Tailor your portfolio:For a full-time role, we’d expect to see some solid examples of your work in your portfolio. Make sure to include at least two or three projects that highlight your problem-solving skills and your ability to work with different technologies. Focus on the projects that are most relevant to the position at Anthropic.
Craft a killer cover letter:Your cover letter is your chance to stand out—make it personal! Explain why you want to work at Anthropic and how your skills align with the role. Show us your passion for software development. We dig enthusiastic candidates who understand the value of collaboration and continuous learning!
Be clear and concise:When it comes to writing your CV and cover letter, clarity is key. Avoid jargon that could confuse us and stick to simple, direct language. Highlight your achievements with quantifiable results where possible, and keep everything easy to read. A well-organised application goes a long way!
How to prepare for a job interview at Anthropic
✨Brush Up on Your Coding Skills
For a full-time software engineering role, it's crucial that we stay sharp with our coding abilities. Expect technical questions that might involve solving problems on the spot or discussing algorithms. Practise on platforms like LeetCode or HackerRank to get comfortable with the types of questions that often come up.

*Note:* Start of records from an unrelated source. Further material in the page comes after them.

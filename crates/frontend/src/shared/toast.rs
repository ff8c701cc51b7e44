use chrono::{DateTime, Duration, Utc};

/// How long a toast stays up
pub const TOAST_LIFETIME_MS: i64 = 3000;

#[derive(Debug, Clone, Copy, PartialEq, Eq)]
pub enum ToastKind {
    Success,
    Warning,
}

/// Fire-and-forget notification; it is never dismissed explicitly, it just
/// stops being visible once its lifetime is over.
#[derive(Debug, Clone, PartialEq, Eq)]
pub struct Toast {
    pub message: String,
    pub kind: ToastKind,
    pub raised_at: DateTime<Utc>,
}

impl Toast {
    pub fn new(message: impl Into<String>, kind: ToastKind, raised_at: DateTime<Utc>) -> Self {
        Self {
            message: message.into(),
            kind,
            raised_at,
        }
    }

    pub fn success(message: impl Into<String>) -> Self {
        Self::new(message, ToastKind::Success, Utc::now())
    }

    pub fn warning(message: impl Into<String>) -> Self {
        Self::new(message, ToastKind::Warning, Utc::now())
    }

    pub fn expires_at(&self) -> DateTime<Utc> {
        self.raised_at + Duration::milliseconds(TOAST_LIFETIME_MS)
    }

    pub fn is_visible_at(&self, now: DateTime<Utc>) -> bool {
        now < self.expires_at()
    }
}

#[cfg(test)]
mod tests {
    use super::*;
    use chrono::TimeZone;

    #[test]
    fn test_toast_expires_after_lifetime() {
        let raised = Utc.with_ymd_and_hms(2026, 3, 1, 10, 0, 0).unwrap();
        let toast = Toast::new("Passkey Provisioned! ✅", ToastKind::Success, raised);

        assert!(toast.is_visible_at(raised));
        assert!(toast.is_visible_at(raised + Duration::milliseconds(2999)));
        assert!(!toast.is_visible_at(raised + Duration::milliseconds(3000)));
    }
}
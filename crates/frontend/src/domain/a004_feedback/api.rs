use contracts::domain::a004_feedback::Feedback;
use contracts::shared::FormPayload;
use serde::Serialize;
use serde_json::Value;

use crate::shared::api_utils::segment;
use crate::shared::error::ApiResult;
use crate::shared::http::{ApiClient, RequestOptions};

/// Feedback left on one project
pub async fn list_feedback(api: &ApiClient, project_id: &str) -> ApiResult<Vec<Feedback>> {
    let path = format!("/feedback/list/{}", segment(project_id));
    let items: Option<Vec<Feedback>> = api.send(&path, RequestOptions::get()).await?;
    Ok(items.unwrap_or_default())
}

/// Submit feedback as JSON; the payload is sent exactly as given
pub async fn submit_feedback<T: Serialize + ?Sized>(
    api: &ApiClient,
    project_id: &str,
    payload: &T,
) -> ApiResult<Value> {
    let path = format!("/feedback/add/{}", segment(project_id));
    api.send(&path, RequestOptions::post().json(payload)?).await
}

/// Submit feedback with a photo attached
pub async fn submit_feedback_with_file(
    api: &ApiClient,
    project_id: &str,
    upload: FormPayload,
) -> ApiResult<Value> {
    let path = format!("/feedback/add/{}", segment(project_id));
    tracing::debug!(project_id, with_file = upload.has_file(), "feedback upload");
    api.send(&path, RequestOptions::post().multipart(upload)).await
}

/// Feedback the AI flagged as problematic for a village
pub async fn fetch_problematic_feedbacks(api: &ApiClient, village_id: &str) -> ApiResult<Value> {
    let path = format!("/feedback/problematic/{}", segment(village_id));
    api.send(&path, RequestOptions::get()).await
}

✨Know Your Tools and Frameworks
Make sure we’re well-acquainted with the tools and technologies listed in the job description. Familiarise ourselves with any specific frameworks or programming languages mentioned. If Anthropic uses React or Node.js, for instance, be ready to discuss how we’ve used them in previous projects or coursework.
✨Showcase Your Projects
Bring along a portfolio that highlights our best work. This could be code samples, GitHub repositories, or any side projects we’ve built. Make sure we can talk through our thought process for each project, especially the challenges we faced and how we solved them—this shows our problem-solving skills in action.
✨Prepare for Behavioural Questions
While technical skills are key, full-time positions also require cultural fit. Be ready to discuss our previous experiences and how we handle teamwork, conflict, and deadlines. Brush up on the STAR method—Situation, Task, Action, Result—to clearly articulate our past experiences when discussing how we've contributed to a team.